Wednesday, June 10, 2020

Bollos de Mazorca (Steamed Fresh Corn Rolls) #EattheWorld

It's hard to believe that 2020 is halfway over. Here we are in June for another installment of our #EattheWorld project, being spearheaded by Evelyne of CulturEatz. Here's her challenge.

This month, Evelyne announced, "We are traveling this month to colorful, controversial and gorgeous Colombia!" So, I have cooked Columbian food before. I see photos and notes that I did a completely Columbian dinner for Christmas of 2014. However, I never published any of those recipes and didn't really share any photos either. Drat. I went back to my friend from Columbia and asked her for recipes. But she is a nurse and, in this day and age of COVID-19, is understandably busy. So, I was on my own for now.

I did find two posts for Columbian food back in 2012 when we were just kicking off our family's cooking around the world adventure. I made Aguacate Relleno de Salmón and Albóndigas de Pavo con Salsa de Guayaba, salmon-stuffed avocados and turkey meatballs in guava sauce - photographed below.

While we enjoyed those recipes, I wanted to make something completely new to us. Before I get to my offering, here are the other Columbia #EattheWorld recipes...

Bollos de Mazorca
Steamed Fresh Corn Rolls

I came across Bollos de Mazorca, a traditional and simple Colombian dish that utilizes fresh corn, which is perfect for this season. It consists of corn rolls wrapped with corn husks, steamed, and served warm.

Ingredients makes 16 or so bollos
  • 3 ears organic fresh corn, with green husks intact
  • 1 cup shredded cheese (I used mozzarella)
  • 1 red Spring onion, trimmed and diced, approximately 1/4 cup
  • 1 teaspoon ground coriander seeds
  • ¼ cup heavy cream
  • 1 egg
  • pinch of salt
  • 1 cup masa harina (corn flour)
  • Also needed: food processor, steamer
  • salsa, for serving
  • sour cream, for serving

Peel the corn carefully, trying to keep each leaf intact. You will use the larger leaves are used to wrap the bollos and the smaller ones to tie them.

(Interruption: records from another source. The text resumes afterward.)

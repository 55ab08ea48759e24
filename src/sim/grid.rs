//! Two-layer tile grid
//!
//! `visual` holds what is drawn, `solid` what blocks. The solid layer is
//! derived from the visual one only when a stage is (re)loaded; afterwards the
//! two are mutated independently by gameplay events.

use glam::IVec2;
use serde::{Deserialize, Serialize};

use super::tile::{SolidKind, Tile};
use super::tilemap::LoadError;

/// Visual and collision layers of a stage
#[derive(Debug, Clone, PartialEq, Eq, Serialize, Deserialize)]
pub struct TileGrid {
    width: i32,
    height: i32,
    visual: Vec<Tile>,
    solid: Vec<SolidKind>,
}

impl TileGrid {
    /// Allocate an empty grid
    pub fn new(width: u16, height: u16) -> Result<Self, LoadError> {
        let len = width as usize * height as usize;
        let mut visual = Vec::new();
        visual.try_reserve_exact(len)?;
        visual.resize(len, Tile::EMPTY);
        let mut solid = Vec::new();
        solid.try_reserve_exact(len)?;
        solid.resize(len, SolidKind::Free);
        Ok(Self {
            width: width as i32,
            height: height as i32,
            visual,
            solid,
        })
    }

    /// Overwrite both layers from a decoded layout, deriving the solid layer
    pub fn fill_from(&mut self, layout: &[Tile]) {
        for ((visual, solid), tile) in self
            .visual
            .iter_mut()
            .zip(self.solid.iter_mut())
            .zip(layout)
        {
            *visual = *tile;
            *solid = tile.solid();
        }
    }

    pub fn width(&self) -> i32 {
        self.width
    }

    pub fn height(&self) -> i32 {
        self.height
    }

    fn index(&self, cell: IVec2) -> Option<usize> {
        if self.in_bounds(cell) {
            Some((cell.y * self.width + cell.x) as usize)
        } else {
            None
        }
    }

    pub fn in_bounds(&self, cell: IVec2) -> bool {
        cell.x >= 0 && cell.y >= 0 && cell.x < self.width && cell.y < self.height
    }

    /// Inside the border ring, which is an implicit wall
    pub fn in_interior(&self, cell: IVec2) -> bool {
        cell.x >= 1 && cell.y >= 1 && cell.x < self.width - 1 && cell.y < self.height - 1
    }

    /// Visual tile; out-of-range cells read as wall
    pub fn tile(&self, cell: IVec2) -> Tile {
        self.index(cell).map_or(Tile::WALL, |i| self.visual[i])
    }

    /// Write a visual tile; out-of-range writes are ignored
    pub fn set_tile(&mut self, cell: IVec2, tile: Tile) {
        if let Some(i) = self.index(cell) {
            self.visual[i] = tile;
        }
    }

    /// Collision category; out-of-range cells read as wall
    pub fn solid(&self, cell: IVec2) -> SolidKind {
        self.index(cell).map_or(SolidKind::Wall, |i| self.solid[i])
    }

    pub fn set_solid(&mut self, cell: IVec2, solid: SolidKind) {
        if let Some(i) = self.index(cell) {
            self.solid[i] = solid;
        }
    }

    /// Free a cell a movable just left. A closed color block toggled shut
    /// underneath the movable becomes a wall again.
    pub fn release(&mut self, cell: IVec2) {
        let solid = if self.tile(cell).is_closed_block() {
            SolidKind::Wall
        } else {
            SolidKind::Free
        };
        self.set_solid(cell, solid);
    }

    pub fn is_free(&self, cell: IVec2) -> bool {
        self.solid(cell).is_free()
    }

    /// Anything but a free cell blocks the player
    pub fn is_blocking(&self, cell: IVec2) -> bool {
        !self.is_free(cell)
    }

    pub fn is_interactive(&self, cell: IVec2) -> bool {
        self.solid(cell).is_interactive()
    }

    /// Every interior cell, row by row
    pub fn interior(&self) -> impl Iterator<Item = IVec2> + use<> {
        let (w, h) = (self.width, self.height);
        (1..h - 1).flat_map(move |y| (1..w - 1).map(move |x| IVec2::new(x, y)))
    }

    pub fn visual(&self) -> &[Tile] {
        &self.visual
    }

    pub fn solids(&self) -> &[SolidKind] {
        &self.solid
    }
}

#[cfg(test)]
mod tests {
    use super::*;
    use proptest::prelude::*;

    fn grid() -> TileGrid {
        let mut grid = TileGrid::new(4, 3).unwrap();
        let mut layout = vec![Tile::WALL; 12];
        layout[5] = Tile::LAVA;
        layout[6] = Tile::EMPTY;
        grid.fill_from(&layout);
        grid
    }

    #[test]
    fn test_fill_derives_solids() {
        let grid = grid();
        assert_eq!(grid.tile(IVec2::new(1, 1)), Tile::LAVA);
        assert_eq!(grid.solid(IVec2::new(1, 1)), SolidKind::Lava);
        assert_eq!(grid.solid(IVec2::new(2, 1)), SolidKind::Free);
        assert_eq!(grid.solid(IVec2::new(0, 0)), SolidKind::Wall);
    }

    #[test]
    fn test_interior() {
        let grid = grid();
        let cells: Vec<_> = grid.interior().collect();
        assert_eq!(cells, vec![IVec2::new(1, 1), IVec2::new(2, 1)]);
        assert!(!grid.in_interior(IVec2::new(0, 1)));
        assert!(!grid.in_interior(IVec2::new(3, 1)));
        assert!(grid.in_bounds(IVec2::new(3, 2)));
    }

    #[test]
    fn test_out_of_range_is_wall() {
        let mut grid = grid();
        assert_eq!(grid.tile(IVec2::new(-1, 0)), Tile::WALL);
        assert_eq!(grid.solid(IVec2::new(4, 0)), SolidKind::Wall);
        assert_eq!(grid.solid(IVec2::new(0, -1)), SolidKind::Wall);
        assert!(grid.is_blocking(IVec2::new(0, -1)));
        assert!(!grid.is_blocking(IVec2::new(2, 1)));

        let before = grid.clone();
        grid.set_tile(IVec2::new(9, 9), Tile::EMPTY);
        grid.set_solid(IVec2::new(-3, 1), SolidKind::Free);
        assert_eq!(grid, before);
    }

    proptest! {
        #[test]
        fn test_any_access_is_safe(x in -100i32..100, y in -100i32..100) {
            let mut grid = grid();
            let cell = IVec2::new(x, y);
            let solid = grid.solid(cell);
            if !grid.in_bounds(cell) {
                prop_assert_eq!(solid, SolidKind::Wall);
                prop_assert_eq!(grid.tile(cell), Tile::WALL);
            }
            grid.set_solid(cell, SolidKind::Free);
            grid.set_tile(cell, Tile::EMPTY);
        }
    }
}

Place the leaves in a steamer over boiling water. Cover and steam for 5 minutes. Set aside.

Cut the kernels from the cob and place them in the bowl of a food processor with all of the ingredients except the masa and the salt. Pulse until you have a thick puree. Turn the puree into a mixing bowl. Add in the masa and salt. Stir to combine.

To wrap, place two or three leaves on a plate. Spoon 2 Tablespoons of the filling into the center of the husk.

Fold up the sides, then each tip to create a parcel. Use the strips of the small leaves to tie the bollos.

Place the bollos in the steamer with water coming to just below the basket. Bring the water to a boil, then cover and reduce the heat to a simmer. Steam for 25 minutes; you can steam them longer if you make larger bollos.

Remove the bollos to a serving platter. To eat, open up the leaves. Traditionally these would be served with butter and more cheese. I served them with pico de gallo and sour cream instead. 


  1. Now I'm adding a steamer to my wish list - these look wonderful!

    1. It's actually just the pasta insert for a bigger pot that I have. But, yes, a dedicated steamer is nice.

  2. I love all things corn, the fresh corn makes it sounds extra delicious.

    1. I love's so different from "regular" tamales.

  3. I make steamed corn tamales that are very similar, just different spices and no cheese.

  4. I love using the corn husks for steaming! Cool recipe!

  5. Those look fantastic. Thank you for including the photos of how to fill, wrap and tie them. I love tamales, and I can imagine these are even better with all that cheese in them.